Il vicario giudiziale ha passato in rassegna i ruoli cardine all’interno del Tribunale ecclesiastico: dal giudice alla struttura giudiziaria, composta da 13 dipendenti. Riferendosi alle prime figura, Varone ha specificato come «tale compito è molto prezioso ma molto gravoso, sia in termini di lavoro, sia in termini di coscienza; il lavoro impegna un tempo che i giudici, quasi tutti sacerdoti, vivono nel silenzio in un’opera che li vede impegnati a fare un discernimento di sapienza».

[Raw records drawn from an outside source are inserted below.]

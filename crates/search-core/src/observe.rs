//! Explicit state-change notification contract.
//!
//! A component owns an [`EventHub`] and emits events through it. Listeners
//! subscribe and receive a [`Subscription`] that unsubscribes when dropped.
//! The hub only keeps a `Weak` reference to each listener: whoever wires the
//! UI to the core owns the listener's lifetime, and a listener that has gone
//! away is skipped silently.

use std::sync::{Arc, Mutex, PoisonError, Weak};

/// Receives events from an [`EventHub`].
///
/// Delivery is best-effort and happens on the emitting task; implementations
/// should hand work off rather than block.
pub trait EventListener<E>: Send + Sync {
    fn on_event(&self, event: &E);
}

struct Registry<E> {
    next_id: u64,
    listeners: Vec<(u64, Weak<dyn EventListener<E>>)>,
}

/// Fan-out point for one event type.
pub struct EventHub<E> {
    registry: Arc<Mutex<Registry<E>>>,
}

impl<E> Clone for EventHub<E> {
    fn clone(&self) -> Self {
        Self {
            registry: Arc::clone(&self.registry),
        }
    }
}

impl<E: 'static> Default for EventHub<E> {
    fn default() -> Self {
        Self::new()
    }
}

impl<E: 'static> EventHub<E> {
    pub fn new() -> Self {
        Self {
            registry: Arc::new(Mutex::new(Registry {
                next_id: 0,
                listeners: Vec::new(),
            })),
        }
    }

    /// Register `listener`. The hub does not keep it alive.
    pub fn subscribe<L>(&self, listener: &Arc<L>) -> Subscription
    where
        L: EventListener<E> + 'static,
    {
        let weak: Weak<L> = Arc::downgrade(listener);
        let weak: Weak<dyn EventListener<E>> = weak;

        let id = {
            let mut registry = self.registry.lock().unwrap_or_else(PoisonError::into_inner);
            let id = registry.next_id;
            registry.next_id += 1;
            registry.listeners.push((id, weak));
            id
        };

        let registry = Arc::downgrade(&self.registry);
        Subscription {
            unsubscribe: Some(Box::new(move || {
                if let Some(registry) = registry.upgrade() {
                    let mut registry = registry.lock().unwrap_or_else(PoisonError::into_inner);
                    registry.listeners.retain(|(entry_id, _)| *entry_id != id);
                }
            })),
        }
    }

    /// Deliver `event` to every live listener. Dead listeners are pruned.
    pub fn emit(&self, event: &E) {
        // Snapshot under the lock, call outside it so listeners may re-enter the hub.
        let live: Vec<Arc<dyn EventListener<E>>> = {
            let mut registry = self.registry.lock().unwrap_or_else(PoisonError::into_inner);
            let before = registry.listeners.len();
            registry
                .listeners
                .retain(|(_, listener)| listener.strong_count() > 0);
            let pruned = before - registry.listeners.len();
            if pruned > 0 {
                #[cfg(feature = "tracing")]
                tracing::debug!(pruned, "dropped listeners that went away");
            }
            registry
                .listeners
                .iter()
                .filter_map(|(_, listener)| listener.upgrade())
                .collect()
        };

        for listener in live {
            listener.on_event(event);
        }
    }

    /// Number of listeners that are still alive.
    pub fn listener_count(&self) -> usize {
        let registry = self.registry.lock().unwrap_or_else(PoisonError::into_inner);
        registry
            .listeners
            .iter()
            .filter(|(_, listener)| listener.strong_count() > 0)
            .count()
    }
}

/// Handle returned by [`EventHub::subscribe`]. Dropping it unsubscribes.
#[must_use = "dropping a Subscription unsubscribes immediately"]
pub struct Subscription {
    unsubscribe: Option<Box<dyn FnOnce() + Send + Sync>>,
}

impl Subscription {
    pub fn unsubscribe(mut self) {
        if let Some(unsubscribe) = self.unsubscribe.take() {
            unsubscribe();
        }
    }

    /// Keep the listener registered for as long as it stays alive.
    pub fn detach(mut self) {
        self.unsubscribe = None;
    }
}

impl Drop for Subscription {
    fn drop(&mut self) {
        if let Some(unsubscribe) = self.unsubscribe.take() {
            unsubscribe();
        }
    }
}

impl std::fmt::Debug for Subscription {
    fn fmt(&self, f: &mut std::fmt::Formatter<'_>) -> std::fmt::Result {
        f.debug_struct("Subscription")
            .field("active", &self.unsubscribe.is_some())
            .finish()
    }
}
//! Tracing configuration for imagesearch
//!
//! Installs the global `tracing-subscriber` registry:
//!
//! - an `EnvFilter` from `RUST_LOG`, falling back to per-crate defaults
//! - a stderr fmt layer (stdout belongs to the terminal view)
//! - an optional non-blocking daily file layer via `tracing-appender`

use std::{fs, io, path::Path, sync::OnceLock};

use tracing_appender::non_blocking::{NonBlocking, WorkerGuard};
use tracing_subscriber::{fmt, fmt::writer::BoxMakeWriter, prelude::*, registry};

static LOG_GUARD: OnceLock<WorkerGuard> = OnceLock::new();

const TIME_FORMAT: &str = "%Y-%m-%d %H:%M:%S%.3f";

/// Check if running in development environment
fn is_development() -> bool {
    cfg!(debug_assertions)
}

/// Build the default filter directives for tracing
///
/// ## Behavior / 行为
/// - **Development**: debug level for the workspace crates
/// - **Production**: info level for the workspace crates, warn by default
/// - HTTP stack internals stay at warn either way
fn build_filter_directives(is_dev: bool) -> Vec<String> {
    let crate_level = if is_dev { "debug" } else { "info" };
    let mut directives = vec![if is_dev { "info" } else { "warn" }.to_string()];
    directives.extend(
        ["imagesearch", "search_core", "search_app", "search_infra"]
            .iter()
            .map(|krate| format!("{krate}={crate_level}")),
    );
    directives.extend(
        ["hyper=warn", "hyper_util=warn", "reqwest=warn", "rustls=warn"]
            .iter()
            .map(|d| d.to_string()),
    );
    directives
}

/// Initialize the tracing subscriber
///
/// Call once from `main`, before any work is spawned. `log_dir` enables the
/// file layer; if the directory cannot be prepared, logging continues on
/// stderr only.
///
/// ## Errors / 错误
///
/// Returns `Err` if a global subscriber is already registered.
pub fn init_tracing_subscriber(log_dir: Option<&Path>) -> anyhow::Result<()> {
    let is_dev = is_development();

    let filter_directives = build_filter_directives(is_dev);
    let env_filter = tracing_subscriber::EnvFilter::try_from_default_env()
        .unwrap_or_else(|_| tracing_subscriber::EnvFilter::new(filter_directives.join(",")));

    let stderr_writer: BoxMakeWriter = BoxMakeWriter::new(io::stderr);
    let file_writer = match log_dir.map(build_file_writer).transpose() {
        Ok(writer) => writer,
        Err(err) => {
            eprintln!("Failed to initialize file logging, falling back to stderr: {err}");
            None
        }
    };

    let stderr_layer = fmt::layer()
        .with_timer(fmt::time::ChronoUtc::new(TIME_FORMAT.to_string()))
        .with_level(true)
        .with_target(true)
        .with_ansi(cfg!(not(test)))
        .with_writer(stderr_writer);

    let file_layer = file_writer.map(|writer| {
        fmt::layer()
            .with_timer(fmt::time::ChronoUtc::new(TIME_FORMAT.to_string()))
            .with_level(true)
            .with_file(true)
            .with_line_number(true)
            .with_target(true)
            .with_ansi(false)
            .with_writer(writer)
    });

    registry()
        .with(env_filter)
        .with(stderr_layer)
        .with(file_layer)
        .try_init()?;

    Ok(())
}

fn build_file_writer(log_dir: &Path) -> anyhow::Result<NonBlocking> {
    fs::create_dir_all(log_dir)?;

    let file_appender = tracing_appender::rolling::daily(log_dir, "imagesearch.log");
    let (non_blocking, guard) = tracing_appender::non_blocking(file_appender);

    LOG_GUARD
        .set(guard)
        .map_err(|_| anyhow::anyhow!("Tracing log guard already initialized"))?;

    Ok(non_blocking)
}

#[cfg(test)]
mod tests {
    use super::*;

    #[test]
    fn test_build_filter_directives() {
        let dev_directives = build_filter_directives(true);
        assert_eq!(dev_directives[0], "info");
        assert!(dev_directives.contains(&"search_app=debug".to_string()));
        assert!(dev_directives.contains(&"search_infra=debug".to_string()));
        assert!(dev_directives.contains(&"hyper=warn".to_string()));

        let prod_directives = build_filter_directives(false);
        assert_eq!(prod_directives[0], "warn");
        assert!(prod_directives.contains(&"search_app=info".to_string()));
        assert!(prod_directives.contains(&"imagesearch=info".to_string()));
    }

    #[test]
    fn test_directives_parse_as_env_filter() {
        for is_dev in [true, false] {
            let joined = build_filter_directives(is_dev).join(",");
            assert!(tracing_subscriber::EnvFilter::try_new(&joined).is_ok());
        }
    }
}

Nel 2021 sono state introdotte meno cause rispetto all’anno precedente e si è registrata un’ulteriore accelerazione rispetto a quelle portate a conclusione. Statisticamente è un anno positivo, quello da poco concluso, per il Teic. In generale su 139 cause decise, è stata dichiarata la nullità di 136 matrimoni ed è stata constatata la validità di 3 matrimoni. I libelli introduttivi sono calati. Questa, secondo gli esperti del Teic, non è però una buona notizia: evidenzia, infatti, il sopravvenire sempre più crescente della cultura anti famiglia-matrimonio.
Il lavoro dei giudici è stato molto proficuo con un aumento delle cause portate alla decisione (+39). In calo anche i processi Brevior.
Rispetto ai motivi che portano alla nullità di matrimonio, per il 58,17% dei casi si tratta di «grave difetto di discrezione di giudizio». Si tratta di una conferma: in Calabria, la discrezionalità è spesso offuscata dall’assenza di un «impegno vero e responsabile dell’essere coinvolto in una relazione coniugale».
Ma perché questo avviene? Dall’analisi dei casi esaminati dai giudici del Teic si passa da «anomalie psichiche a problematiche che interessano lo sviluppo normale del soggetto in ambito sia familiare che sociale».
Tra gli altri capi di nullità maggiormente frequenti vi sono l’«esclusione della prole» (21 casi) e «esclusione dell’indissolubilità del matrimonio» (16 casi).
Le conclusioni del vicario giudiziale del Teic aprono profondi spiragli di riflessione: «Il nostro popolo cristiano sta cedendo sempre più alle “mode” dei tempi moderni con la chimera di una vita libera da figli e da vincoli stabili e duraturi», ha concluso Varone.
Il vicario giudiziale del Teica, monsignor Erasmo Napolitano, ha chiarito come «La riforma del processo matrimoniale varata da papa Francesco con il motu proprio Mitis iudex Dominus Iesus, ha abolito l’obbligo della doppia sentenza conforme, ma non la possibilità di appellare la sentenza di nullità del matrimonio». Nel corso del 2021 in Calabria sono state appellate tre cause: «una di esse riguarda un processo brevior definito in un’Arcidiocesi metropolitana della Regione Calabra. Una delle parti – racconta Napolitano – ha fatto appello al vescovo più anziano della Metropolia, il quale, con suo Decreto, ha ammesso l’appello e ha trasmesso gli atti al Teica affinché proceda all’esame ordinario di secondo grado della causa».
Monsignor Alejandro Arellano Cedillo durante la sua prolusione ha chiarito che «la giurisprudenza della Rota Romana non ha soltanto un valore morale, ma ha una forza cogente affinché la libertà di giudizio non si traduca mai in arbitrarietà». «La pluralità dei tribunali non può pregiudicare l’unità della Chiesa, – ha proseguito Arellano Cedillo – è evidente che l’ordinamento giuridico ecclesiale non è al servizio della “convivenza” tra i fedeli, ma a difesa dei valori. Non dimentichiamoci, infatti, che l’indissolubilità del matrimonio è voluta da Cristo». Poi le conclusioni del decano del Tribunale della Rota Romana: «Il Santo Padre ci spinge a essere molto diligenti. Una volta si diceva che la Rota Romana era “la morte delle cause”. Adesso, è sotto gli occhi di tutti che siamo vivi e vegeti».